Written by Staff Reports
Writing about Easter in early March, while the clock ticks toward an invasion of Iraq, poses challenging questions. One of them, provocatively stated, is "What is the significance of the resurrection for Saddam Hussein?" To ask this is not to engage in silly theological games. It is pressed on us by our fundamental belief that the resurrection of Jesus Christ has real consequences for our world. As the newly enthroned Archbishop of Canterbury, Rowan Williams, puts it in his book, "Resurrection" (recently published by The Pilgrim Press), "to believe in the risen Jesus is to trust that the generative power of God is active in the human world; that it can be experienced as transformation and recreation and empowerment in the present; and that the availability and relevance extends to every human situation."
This statement itself calls into question one common response, namely, that Easter means nothing to or for Saddam because he does not believe in Jesus. But to leave it at that is to suggest that Easter's relevance is determined by human response alone, a domestication of God akin to the notion that it was the disciples' faith that "believed" Jesus back to life, something clearly rejected by the biblical texts. And what about Saddam's victims? The innocent people of Iraq, oppressed by Saddam's cruelty, starved by international sanctions, and threatened by invaders' or liberators' weapons are, for the most part, not Christian either.
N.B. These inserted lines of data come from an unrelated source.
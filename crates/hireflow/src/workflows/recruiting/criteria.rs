//! Criteria export: the grading rubric document handed to the evaluator when a
//! posting is created.

use super::domain::{JobPosting, ResumeItem};
use super::payload::{
    CoverLetterQuestionCriteria, CriteriaExport, ExportedGradeRow, ExportedQuestionCriterion,
    ResumeItemCriteria,
};

/// Resume items that carry identity data rather than gradeable content. They
/// are stored and forwarded with submissions but never part of the rubric.
const IDENTITY_ITEM_NAMES: [&str; 4] = ["name", "email", "phone", "phone number"];

fn is_identity_item(item: &ResumeItem) -> bool {
    let name = item.name.trim().to_ascii_lowercase();
    IDENTITY_ITEM_NAMES.contains(&name.as_str())
}

/// Whether a resume item belongs in the evaluator-facing rubric. Items with no
/// criteria or a zero maximum have nothing to grade against; identity fields
/// are excluded outright.
fn is_exportable(item: &ResumeItem) -> bool {
    !item.criteria.is_empty() && item.max_score > 0 && !is_identity_item(item)
}

pub fn build_criteria_export(posting: &JobPosting) -> CriteriaExport {
    let resume_criteria = posting
        .resume_items
        .iter()
        .filter(|item| is_exportable(item))
        .map(|item| ResumeItemCriteria {
            resume_item_id: item.id,
            resume_item_name: item.name.clone(),
            resume_item_type: item.item_type,
            required: item.required,
            max_score: item.max_score,
            criteria: item
                .criteria
                .iter()
                .map(|row| ExportedGradeRow {
                    grade: row.grade,
                    description: row.description.clone(),
                    score_per_grade: row.score_per_grade,
                })
                .collect(),
        })
        .collect();

    let cover_letter_criteria = posting
        .cover_letter_questions
        .iter()
        .filter(|question| !question.criteria.is_empty())
        .map(|question| CoverLetterQuestionCriteria {
            cover_letter_question_id: question.id,
            question_content: question.content.clone(),
            required: question.required,
            max_characters: question.max_characters,
            criteria: question
                .criteria
                .iter()
                .map(|criterion| ExportedQuestionCriterion {
                    criteria_name: criterion.name.clone(),
                    overall_description: criterion.overall_description.clone(),
                    details: criterion
                        .details
                        .iter()
                        .map(|row| ExportedGradeRow {
                            grade: row.grade,
                            description: row.description.clone(),
                            score_per_grade: row.score_per_grade,
                        })
                        .collect(),
                })
                .collect(),
        })
        .collect();

    CriteriaExport {
        job_posting_id: posting.id,
        job_posting_title: posting.title.clone(),
        total_score: posting.weights.total_score,
        resume_score_weight: posting.weights.resume_weight_percent,
        cover_letter_score_weight: posting.weights.cover_letter_weight_percent,
        passing_score: posting.weights.passing_score,
        resume_criteria,
        cover_letter_criteria,
    }
}
use super::domain::PostingStatus;
use chrono::{DateTime, Utc};

/// Resolve a posting's status from its three date boundaries and "now".
///
/// Total over the whole timeline: the four statuses partition time with
/// half-open intervals, and an instant exactly on a boundary resolves to the
/// *later* state. Malformed postings fail soft: a missing application start or
/// end yields `Scheduled` so a bad row can never block the sweep, and a missing
/// evaluation end falls back to the application end.
pub fn resolve_posting_status(
    application_start: Option<DateTime<Utc>>,
    application_end: Option<DateTime<Utc>>,
    evaluation_end: Option<DateTime<Utc>>,
    now: DateTime<Utc>,
) -> PostingStatus {
    let (start, end) = match (application_start, application_end) {
        (Some(start), Some(end)) => (start, end),
        _ => return PostingStatus::Scheduled,
    };
    let evaluation_end = evaluation_end.unwrap_or(end);

    if now < start {
        PostingStatus::Scheduled
    } else if now < end {
        PostingStatus::InProgress
    } else if now < evaluation_end {
        PostingStatus::Closed
    } else {
        PostingStatus::EvaluationComplete
    }
}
It may feel acceptable to place a non-Christian oppressor outside the bounds of Easter's power, but are victims to be consigned to the same destiny simply because they have never heard the Gospel, or having heard, have chosen not to believe?
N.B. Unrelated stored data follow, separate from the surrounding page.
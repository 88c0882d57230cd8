use crate::infra::AppState;
use axum::http::{header, StatusCode};
use axum::response::IntoResponse;
use axum::Extension;
use axum::Json;
use serde_json::json;

use hireflow::workflows::recruiting::{
    recruiting_router, Clock, EvaluatorClient, RecruitingState, RecruitingStore,
};

/// Recruiting API plus the operational endpoints every deployment carries.
pub(crate) fn with_recruiting_routes<S, E, C>(state: RecruitingState<S, E, C>) -> axum::Router
where
    S: RecruitingStore + 'static,
    E: EvaluatorClient + 'static,
    C: Clock + 'static,
{
    recruiting_router(state)
        .route("/health", axum::routing::get(healthcheck))
        .route("/ready", axum::routing::get(readiness_endpoint))
        .route("/metrics", axum::routing::get(metrics_endpoint))
}

pub(crate) async fn healthcheck() -> Json<serde_json::Value> {
    Json(json!({ "status": "ok" }))
}

pub(crate) async fn readiness_endpoint(Extension(state): Extension<AppState>) -> impl IntoResponse {
    let ready = state.readiness.load(std::sync::atomic::Ordering::Relaxed);
    let status = if ready {
        StatusCode::OK
    } else {
        StatusCode::SERVICE_UNAVAILABLE
    };

    let payload = if ready {
        json!({ "status": "ready" })
    } else {
        json!({ "status": "initializing" })
    };

    (status, Json(payload))
}

pub(crate) async fn metrics_endpoint(Extension(state): Extension<AppState>) -> impl IntoResponse {
    (
        StatusCode::OK,
        [(header::CONTENT_TYPE, "text/plain; version=0.0.4")],
        state.metrics.render(),
    )
}

#[cfg(test)]
mod tests {
    use super::*;

    #[tokio::test]
    async fn healthcheck_reports_ok() {
        let Json(body) = healthcheck().await;
        assert_eq!(body, json!({ "status": "ok" }));
    }
}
This leads us to consider whether Saddam's own evil acts have placed him beyond the generative power of God. The invasions of Kuwait and Iran, the destruction of the Kurds, the torture of political opponents, the readiness to expose thousands to clouds of gas and plumes of anthrax build a case for unrelieved judgment we find hard to dispel. Yet only the truly naive assume that the world is neatly divided between the innocent and the evil, that evil's axis can be conveniently drawn across distant shores, or that you and I are not complicit in the world's woe in deep and profound ways. It is true that while all are guilty, all are not equally responsible for the violence and disorder of creation. To say that God's judgment may be universal is not to suggest that it is uniform. But is there a line of behavior one crosses that is beyond the reach of redemption? If so, how can "the availability and relevance" of the resurrection "extend to every human situation?" And who are we to presume where that line may be drawn?
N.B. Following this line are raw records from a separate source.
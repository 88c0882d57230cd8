use crate::workflows::recruiting::domain::JobPostingId;
use crate::workflows::recruiting::repository::{RecruitingStore, StoreError};

use super::common::{create_posting, harness, instant, submission};

#[tokio::test]
async fn delete_posting_removes_the_row() {
    let harness = harness(instant(2025, 1, 15));
    let posting = create_posting(&harness).await;

    harness
        .store
        .delete_posting(posting.id)
        .expect("delete succeeds");

    assert!(harness
        .store
        .fetch_posting(posting.id)
        .expect("store reads")
        .is_none());
    assert!(harness.store.list_postings().expect("store lists").is_empty());
}

#[tokio::test]
async fn delete_posting_rejects_unknown_ids() {
    let harness = harness(instant(2025, 1, 15));
    let err = harness
        .store
        .delete_posting(JobPostingId(42))
        .expect_err("unknown posting rejected");
    assert!(matches!(err, StoreError::NotFound));
}

#[tokio::test]
async fn email_and_posting_lookup_returns_the_newest_match() {
    let harness = harness(instant(2025, 1, 15));
    let posting = create_posting(&harness).await;
    let other = create_posting(&harness).await;

    let first = harness
        .applications
        .submit(posting.id, submission(&posting, "jordan@example.com"))
        .expect("first submission");
    let second = harness
        .applications
        .submit(posting.id, submission(&posting, "jordan@example.com"))
        .expect("second submission");
    harness
        .applications
        .submit(other.id, submission(&other, "jordan@example.com"))
        .expect("submission to the other posting");

    let found = harness
        .store
        .application_for_email_and_posting("jordan@example.com", posting.id)
        .expect("store reads")
        .expect("a match exists");

    // Scoped to the posting, newest application wins.
    assert_eq!(found.id, second.application_id);
    assert_ne!(found.id, first.application_id);
}

#[tokio::test]
async fn email_and_posting_lookup_misses_cleanly() {
    let harness = harness(instant(2025, 1, 15));
    let posting = create_posting(&harness).await;
    harness
        .applications
        .submit(posting.id, submission(&posting, "jordan@example.com"))
        .expect("submission");

    assert!(harness
        .store
        .application_for_email_and_posting("nobody@example.com", posting.id)
        .expect("store reads")
        .is_none());
    assert!(harness
        .store
        .application_for_email_and_posting("jordan@example.com", JobPostingId(42))
        .expect("store reads")
        .is_none());
}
The ancient creed confesses that the crucified, dead, and buried Christ "descended into Hell." This peculiar phrase suggests, at the very least, that Easter has universal significance, that no one is unaffected by its dual word of judgment and grace. We who have been baptized into Jesus are joined in a particular understanding of both our complicity with the cross and our companionship with the risen Christ. But we dare not claim that all others share only in that complicity, cut off forever from that companionship, or that Saddam and others like him have no share in the destiny in store for us in the presence of the One who is both our judge and our redeemer. The simple dualisms and superficial theology that try to simplify our complex world have their allure. But on them, as on all else, as the hymn puts it, "The judgment of the cross falls steady, clear and sure."
The Rev. John H. Thomas is General Minister and President of the United Church of Christ and one of the UCC's five-member Collegium of Officers.